Adele Khodr, UNICEF-Regionaldirektorin für den Nahen Osten und Nordafrika, sagte, die Tötung von Kindern, die Angriffe auf Krankenhäuser und Schulen sowie die Verweigerung des Zugangs für humanitäre Hilfe stellten schwere Verletzungen der Kinderrechte dar. UNICEF appellierte eindringlich an alle Parteien, einer Waffenruhe zuzustimmen, humanitären Zugang zu gewähren und alle Geiseln freizulassen. Hamas-Terroristen halten noch immer mehr als 200 Menschen in ihrer Gewalt, die sie vor mehr als zwei Wochen aus Israel verschleppt haben.
UNICEF erklärte weiter, die gesamte Bevölkerung des Gazastreifens - fast 2,3 Millionen Menschen - leide unter akutem Wassermangel, was schwerwiegende Folgen für die Kinder habe, die etwa 50 Prozent der Bevölkerung ausmachten. Auch im israelisch besetzten Westjordanland gibt es laut UNICEF einen alarmierenden Anstieg der Opferzahlen, darunter viele Kinder.

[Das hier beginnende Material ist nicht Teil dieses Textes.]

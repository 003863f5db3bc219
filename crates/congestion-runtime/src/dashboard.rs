//! The dashboard controller.
//!
//! [`Dashboard`] owns the canonical record set, the latest derived views and
//! the filter options. It is the only stateful piece of the pipeline; the
//! parser, filter and aggregator it drives are pure functions.
//!
//! Nothing here returns an error: load failures become notices and the
//! previous record set (or an empty one) stays in place.

use congestion_core::models::{FilterCriteria, FilterField, FilterSource, Record};
use congestion_core::notifications::{Notice, Notifier};
use congestion_data::aggregator::{Histogram, HourlyProfile, MonthlySeries};
use congestion_data::analysis::{recompute, DerivedViews};
use congestion_data::filter::FilterOptions;
use serde::Serialize;

use crate::data_manager::{load_with_fallback, DataSource, LoadOutcome};

// ── Collaborators ─────────────────────────────────────────────────────────────

/// Receives every derived view after each recompute.
pub trait PresentationSink {
    fn show_monthly(&mut self, monthly: &MonthlySeries);
    fn show_hourly(&mut self, hourly: &HourlyProfile);
    /// `None` when no record matched the filters.
    fn show_histogram(&mut self, histogram: Option<&Histogram>);
    fn show_options(&mut self, options: &FilterOptions);
    fn show_counts(&mut self, _matched: usize, _total: usize) {}
}

// ── DashboardState ────────────────────────────────────────────────────────────

#[derive(Debug, Clone, Copy, PartialEq, Eq, Serialize)]
pub enum DashboardState {
    Uninitialized,
    Loading,
    Ready,
    Recomputing,
}

// ── Dashboard ─────────────────────────────────────────────────────────────────

pub struct Dashboard {
    primary: String,
    fallback: String,
    state: DashboardState,
    records: Vec<Record>,
    views: DerivedViews,
    options: FilterOptions,
    /// Lane the current options were derived for.
    options_lane: Option<String>,
}

impl Dashboard {
    /// A dashboard that will load `primary`, falling back to `fallback`.
    pub fn new(primary: impl Into<String>, fallback: impl Into<String>) -> Self {
        Self {
            primary: primary.into(),
            fallback: fallback.into(),
            state: DashboardState::Uninitialized,
            records: Vec::new(),
            views: DerivedViews::empty(0),
            options: FilterOptions::from_records(&[], None),
            options_lane: None,
        }
    }

    pub fn state(&self) -> DashboardState {
        self.state
    }

    /// The canonical record set.
    pub fn records(&self) -> &[Record] {
        &self.records
    }

    pub fn views(&self) -> &DerivedViews {
        &self.views
    }

    pub fn options(&self) -> &FilterOptions {
        &self.options
    }

    // ── Loading ───────────────────────────────────────────────────────────

    /// Enter `Loading`. Returns `false`, leaving state untouched, when a load
    /// is already outstanding.
    pub fn begin_load(&mut self, notifier: &mut impl Notifier) -> bool {
        if self.state == DashboardState::Loading {
            tracing::warn!("reload requested while a load is in progress; ignoring");
            notifier.notify(Notice::info("Data is still loading, please wait"));
            return false;
        }
        self.state = DashboardState::Loading;
        true
    }

    /// Apply a finished load, then recompute and present every view.
    pub fn finish_load(
        &mut self,
        outcome: LoadOutcome,
        filters: &impl FilterSource,
        sink: &mut impl PresentationSink,
        notifier: &mut impl Notifier,
    ) {
        match outcome {
            LoadOutcome::PrimaryOk { records, rejected } => {
                notifier.notify(Notice::success(loaded_message(records.len(), rejected)));
                self.records = records;
            }
            LoadOutcome::FallbackOk {
                records,
                rejected,
                primary_error,
            } => {
                tracing::warn!(error = %primary_error, "using sample dataset");
                let mut message = format!(
                    "Sample data loaded ({} records). Use the filters to explore the charts.",
                    records.len()
                );
                if rejected > 0 {
                    message.push_str(&format!(" {rejected} malformed lines skipped."));
                }
                notifier.notify(Notice::success(message));
                self.records = records;
            }
            LoadOutcome::BothFailed {
                primary_error,
                fallback_error,
            } => {
                tracing::error!(
                    primary = %primary_error,
                    fallback = %fallback_error,
                    kept_records = self.records.len(),
                    "no dataset could be loaded"
                );
                notifier.notify(Notice::error(format!(
                    "Could not load data. {primary_error}. {fallback_error}."
                )));
            }
        }

        self.state = DashboardState::Ready;
        self.refresh_options(filters.value(FilterField::LaneId));
        self.recompute(filters, sink);
    }

    /// Load synchronously from `source`. Ignored while a load is outstanding.
    pub fn load(
        &mut self,
        source: &dyn DataSource,
        filters: &impl FilterSource,
        sink: &mut impl PresentationSink,
        notifier: &mut impl Notifier,
    ) {
        if !self.begin_load(notifier) {
            return;
        }
        let outcome = load_with_fallback(source, &self.primary, &self.fallback);
        self.finish_load(outcome, filters, sink, notifier);
    }

    // ── Recompute ─────────────────────────────────────────────────────────

    /// Re-read the filters, re-filter, re-aggregate and push to `sink`.
    ///
    /// Skipped before the first load and while a load is outstanding.
    pub fn recompute(&mut self, filters: &impl FilterSource, sink: &mut impl PresentationSink) {
        match self.state {
            DashboardState::Uninitialized | DashboardState::Loading => {
                tracing::debug!(state = ?self.state, "recompute skipped");
                return;
            }
            DashboardState::Ready | DashboardState::Recomputing => {}
        }
        self.state = DashboardState::Recomputing;

        let lane = filters.value(FilterField::LaneId);
        if lane != self.options_lane {
            self.refresh_options(lane);
        }

        let criteria = FilterCriteria::from_source(filters);
        self.views = recompute(&self.records, &criteria);

        sink.show_options(&self.options);
        sink.show_monthly(&self.views.monthly);
        sink.show_hourly(&self.views.hourly);
        sink.show_histogram(self.views.histogram.as_ref());
        sink.show_counts(self.views.matched_records, self.views.total_records);

        self.state = DashboardState::Ready;
    }

    fn refresh_options(&mut self, lane: Option<String>) {
        self.options = FilterOptions::from_records(&self.records, lane.as_deref());
        tracing::debug!(lane = ?lane, lanes = self.options.lanes.len(), "filter options refreshed");
        self.options_lane = lane;
    }
}

fn loaded_message(count: usize, rejected: usize) -> String {
    if rejected == 0 {
        format!("Loaded {count} records")
    } else {
        format!("Loaded {count} records ({rejected} malformed lines skipped)")
    }
}

// ── Tests ─────────────────────────────────────────────────────────────────────
//! Terminal UI layer for the lane congestion dashboard.
//!
//! Provides themes, the header, filter panel and indicator components, the
//! chart-based dashboard view, and the application event loop built on top
//! of [`ratatui`].

pub mod app;
pub mod components;
pub mod dashboard_view;
pub mod stats_table;
pub mod themes;

pub use congestion_runtime as runtime;
//! The pure filter-then-aggregate pipeline.
//!
//! [`recompute`] is what the dashboard calls after every filter change or
//! reload. It owns no state: the same records and criteria always produce
//! the same views (apart from `generated_at`).

use std::time::Instant;

use chrono::{DateTime, Utc};
use congestion_core::models::{FilterCriteria, Record};
use serde::Serialize;
use tracing::debug;

use crate::aggregator::{Histogram, HourlyProfile, MonthlySeries};
use crate::filter::apply;

// ── Public types ──────────────────────────────────────────────────────────────

/// Every view derived from one filtered subset.
#[derive(Debug, Clone, PartialEq, Serialize)]
pub struct DerivedViews {
    pub monthly: MonthlySeries,
    pub hourly: HourlyProfile,
    /// `None` when no record matched.
    pub histogram: Option<Histogram>,
    /// Records that passed the filters.
    pub matched_records: usize,
    /// Size of the canonical set the filters ran over.
    pub total_records: usize,
    pub generated_at: DateTime<Utc>,
}

impl DerivedViews {
    /// Views of an empty subset.
    pub fn empty(total_records: usize) -> Self {
        Self {
            monthly: MonthlySeries::default(),
            hourly: HourlyProfile::default(),
            histogram: None,
            matched_records: 0,
            total_records,
            generated_at: Utc::now(),
        }
    }

    pub fn is_empty(&self) -> bool {
        self.matched_records == 0
    }
}

// ── Public function ───────────────────────────────────────────────────────────

/// Filter `records` by `criteria` and aggregate the result.
pub fn recompute(records: &[Record], criteria: &FilterCriteria) -> DerivedViews {
    let filter_start = Instant::now();
    let filtered = apply(records, criteria);
    let filter_time = filter_start.elapsed();

    let aggregate_start = Instant::now();
    let monthly = MonthlySeries::compute(&filtered);
    let hourly = HourlyProfile::compute(&filtered);
    let histogram = Histogram::compute(&filtered);
    let aggregate_time = aggregate_start.elapsed();

    debug!(
        total = records.len(),
        matched = filtered.len(),
        years = monthly.years.len(),
        filter_us = filter_time.as_micros() as u64,
        aggregate_us = aggregate_time.as_micros() as u64,
        "recomputed derived views"
    );

    DerivedViews {
        monthly,
        hourly,
        histogram,
        matched_records: filtered.len(),
        total_records: records.len(),
        generated_at: Utc::now(),
    }
}

// ── Tests ──────────────────────────────────────────────────────────────────────

#[cfg(test)]
mod tests {
    use super::*;
    use crate::parser::parse;
    use congestion_core::models::{DayType, FilterField, FilterSelection};

    const TEXT: &str = "\
date,hour,week,day,month,day_type,lane,direction,from,to,congestion
2025-01-15,08:15,3,Wed,Jan,Workday,L1,N,A,B,10
2025-01-15,17:45,3,Wed,Jan,Workday,L1,N,A,B,30
2025-02-01,08:00,5,Sat,Feb,Saturday,L2,S,C,D,5
";

    fn criteria(field: FilterField, value: &str) -> FilterCriteria {
        let mut sel = FilterSelection::default();
        sel.set(field, Some(value.to_string()));
        FilterCriteria::from_source(&sel)
    }

    #[test]
    fn test_recompute_without_filters_uses_all_records() {
        let records = parse(TEXT);
        let views = recompute(&records, &FilterCriteria::default());

        assert_eq!(views.total_records, 3);
        assert_eq!(views.matched_records, 3);
        assert_eq!(views.monthly.year(2025).unwrap().values[0], 20.0);
        assert_eq!(views.histogram.as_ref().unwrap().total(), 3);
    }

    #[test]
    fn test_recompute_applies_filters_before_aggregating() {
        let records = parse(TEXT);
        let views = recompute(&records, &criteria(FilterField::LaneId, "L1"));

        assert_eq!(views.matched_records, 2);
        let workday = views.hourly.for_day_type(&DayType::Workday).unwrap();
        assert_eq!(workday.values[8], 10.0);
        assert_eq!(workday.values[17], 30.0);
        assert_eq!(views.monthly.year(2025).unwrap().values[1], 0.0);
    }

    #[test]
    fn test_recompute_no_match_yields_empty_views() {
        let records = parse(TEXT);
        let views = recompute(&records, &criteria(FilterField::Direction, "W"));

        assert!(views.is_empty());
        assert_eq!(views.total_records, 3);
        assert!(views.histogram.is_none());
        assert!(views.monthly.years.is_empty());
        assert_eq!(views.hourly.series.len(), 3);
        assert_eq!(views.hourly.max_value(), 0.0);
    }

    #[test]
    fn test_recompute_is_deterministic() {
        let records = parse(TEXT);
        let c = criteria(FilterField::HourPrefix, "08");
        let a = recompute(&records, &c);
        let b = recompute(&records, &c);

        assert_eq!(a.monthly, b.monthly);
        assert_eq!(a.hourly, b.hourly);
        assert_eq!(a.histogram, b.histogram);
    }

    #[test]
    fn test_empty_views_match_recompute_over_nothing() {
        let empty = DerivedViews::empty(0);
        let computed = recompute(&[], &FilterCriteria::default());
        assert_eq!(empty.monthly, computed.monthly);
        assert_eq!(empty.hourly, computed.hourly);
        assert_eq!(empty.histogram, computed.histogram);
    }

    #[test]
    fn test_derived_views_serialize_to_json() {
        let views = recompute(&parse(TEXT), &FilterCriteria::default());
        let json = serde_json::to_value(&views).unwrap();

        assert_eq!(json["matched_records"], 3);
        assert_eq!(json["hourly"]["series"][0]["day_type"], "Workday");
        assert_eq!(json["histogram"]["counts"].as_array().unwrap().len(), 20);
    }
}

Das UN-Hilfswerk für palästinensische Flüchtlinge (UNRWA) berichtete im Onlinedienst X, ehemals Twitter, es gebe im Gazastreifen fast 600.000 Binnenvertriebene in 150 Einrichtungen des Flüchtlingswerks. Viele, viele Menschen schliefen auf der Straße, da die bestehenden Einrichtungen der UN-Agentur überfordert seien.
UN-Hilfswerk droht die Einstellung der Arbeit
Das palästinensische UN-Flüchtlingshilfswerk muss sämtliche Unterstützung für die Menschen im abgeriegelten Gazastreifen möglicherweise schon in der Nacht zum Donnerstag einstellen. Ohne neue Treibstoff-Lieferungen könnten die UNRWA-Aktivitäten nicht aufrechterhalten werden, teilte das UN-Büro zur Koordinierung humanitärer Hilfe in Genf mit.
Im Gazastreifen sei die normale Stromversorgung komplett ausgefallen, so dass Krankenhäuser und Wasserversorgungseinrichtungen auf mit Treibstoff betriebene Notstromaggregate angewiesen seien. Zudem gehe der Treibstoff für Fahrzeuge der UNRWA zur Neige, hieß es.
Israel vereitelt neuen Hamas-Angriff
Nach Angaben des israelischen Militärs hat die islamistische Hamas versucht, vom Gazastreifen aus erneut nach Israel einzudringen. Wie die Armee in der Nacht zum Mittwoch bekanntgab, wurde ein Versuch von Hamas-Terroristen vereitelt, vom Meer aus in den Süden Israels zu gelangen. Sie seien dabei gewesen, einen Tunnel an der Küste der abgeriegelten Enklave zu verlassen. Die Luftwaffe habe daraufhin den Tunnel sowie ein Waffenlager der Terroristen bombardiert, teilte das israelische Militär weiter mit.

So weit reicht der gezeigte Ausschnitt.